What the feds say: By some estimates, as many as 4,000 passengers yearly are injured in mishaps with cabin-baggage. An FAA spokeswoman acknowledged that "we've never really defined whether purses and laptops and such count as carry-on baggage. There's a better definition need-ed." So in November the agency unveiled a set of proposed guidelines and asked for industry and public input (through March 1). Among the proposed guidelines: "Some airlines might want to restrict passengers to one bag per passenger with an additional small item, such as a purse or briefcase." Suggested total carry-on weight lim-it: 20 pounds.

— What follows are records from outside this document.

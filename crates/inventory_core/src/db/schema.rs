//! Product table definition.
//!
//! # Invariants
//! - `ensure_schema` is idempotent and safe to run on every startup.
//! - `AUTOINCREMENT` keeps deleted ids from ever being reassigned.
//! - CHECK constraints mirror the record validator so that a row violating
//!   `quantity >= 0`, `price >= 0` or a non-empty name cannot be stored even
//!   by a caller that bypasses validation.

use super::DbResult;
use rusqlite::Connection;

const PRODUCTS_SCHEMA_SQL: &str = include_str!("schema.sql");

/// Creates the `products` table and its indexes when missing.
pub fn ensure_schema(conn: &Connection) -> DbResult<()> {
    conn.execute_batch(PRODUCTS_SCHEMA_SQL)?;
    Ok(())
}

/// Returns whether the `products` table exists on this connection.
pub fn products_table_exists(conn: &Connection) -> DbResult<bool> {
    let exists: i64 = conn.query_row(
        "SELECT EXISTS(
            SELECT 1
            FROM sqlite_master
            WHERE type = 'table' AND name = 'products'
        );",
        [],
        |row| row.get(0),
    )?;
    Ok(exists == 1)
}

#[cfg(test)]
mod tests {
    use super::{ensure_schema, products_table_exists};
    use rusqlite::Connection;

    #[test]
    fn ensure_schema_creates_table_once() {
        let conn = Connection::open_in_memory().unwrap();
        assert!(!products_table_exists(&conn).unwrap());

        ensure_schema(&conn).unwrap();
        ensure_schema(&conn).unwrap();

        assert!(products_table_exists(&conn).unwrap());
    }

    #[test]
    fn check_constraints_reject_negative_quantity() {
        let conn = Connection::open_in_memory().unwrap();
        ensure_schema(&conn).unwrap();

        let result = conn.execute(
            "INSERT INTO products (name, quantity, price) VALUES ('Bolt', -1, 1.0);",
            [],
        );
        assert!(result.is_err());
    }
}
//! SQLite storage gateway for the inventory.
//!
//! # Responsibility
//! - Open and configure SQLite connections for the inventory core.
//! - Create the `products` schema idempotently on every open.
//! - Scope one connection per operation through [`Store`].
//!
//! # Invariants
//! - Core code must not read/write product rows before `ensure_schema` succeeds.
//! - A connection handed out by [`Store::with_connection`] never outlives the
//!   closure it was opened for.

use std::error::Error;
use std::fmt::{Display, Formatter};
use std::path::PathBuf;

mod open;
pub mod schema;
mod store;

pub(crate) use open::FOLD_CASE_FN;
pub use open::{open_db, open_db_in_memory};
pub use schema::ensure_schema;
pub use store::Store;

pub type DbResult<T> = Result<T, DbError>;

/// Storage failure: the `StorageError` surfaced to operators.
#[derive(Debug)]
pub enum DbError {
    Sqlite(rusqlite::Error),
    Io {
        path: PathBuf,
        source: std::io::Error,
    },
}

impl Display for DbError {
    fn fmt(&self, f: &mut Formatter<'_>) -> std::fmt::Result {
        match self {
            Self::Sqlite(err) => write!(f, "{err}"),
            Self::Io { path, source } => write!(
                f,
                "cannot prepare database path `{}`: {source}",
                path.display()
            ),
        }
    }
}

impl Error for DbError {
    fn source(&self) -> Option<&(dyn Error + 'static)> {
        match self {
            Self::Sqlite(err) => Some(err),
            Self::Io { source, .. } => Some(source),
        }
    }
}

impl From<rusqlite::Error> for DbError {
    fn from(value: rusqlite::Error) -> Self {
        Self::Sqlite(value)
    }
}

But these are only proposed guidelines. The FAA has long allowed airlines to set their own specific baggage policies, subject to general approval. An FAA spokeswoman explained that "equipment varies from airline to airline, and cabin configurations vary." For more than a decade, that spokeswoman added, the agency has had a clear bottom-line requirement about keeping aisles clear and baggage stowed securely overhead and underfoot. The details of achieving that bottom line, she said, are a retail issue that the federal government shouldn't have to decide.
But at the Association of Flight Attendants headquarters in Washington, D.C., spokeswoman Jill Gallagher asserted that "the FAA needs to come up with standardized, uniform regulations that would cover every airline. . . . These new policies are reinforcing the competitive (approach to the) issue" and may confuse consumers further.
Most domestic carriers generally limit passengers to two bags (so long as each fits under a seat or into an overhead compartment) but leave unaddressed the question of purses and other smaller items. But throughout the industry, enforcement has long been lax. Many passengers routinely ignore plainly posted airline limits. As flights have become more crowded in the current economic boom, space has been tight and tempers short.
What the airlines found: Into this controversy stepped Northwest Airlines, shortly before Thanksgiving, with a bold policy change. Instead of allowing passengers up to two carry-ons plus purses or briefcases, the carrier announced that coach-class passengers would be limited to one carry-on bag plus one small item, such as a purse, a laptop computer or a briefcase. First- and business-class travelers, however, are allowed two carry-ons plus purse or briefcase, as are travelers with the airline's most elite frequent-flier status.
The trial by traffic began days later. The airline had its busiest December ever, with 4.46 million passengers boarded. And?
"We have been pleasantly surprised by how little dissent we have received from our passengers," said Northwest spokesman John Austin.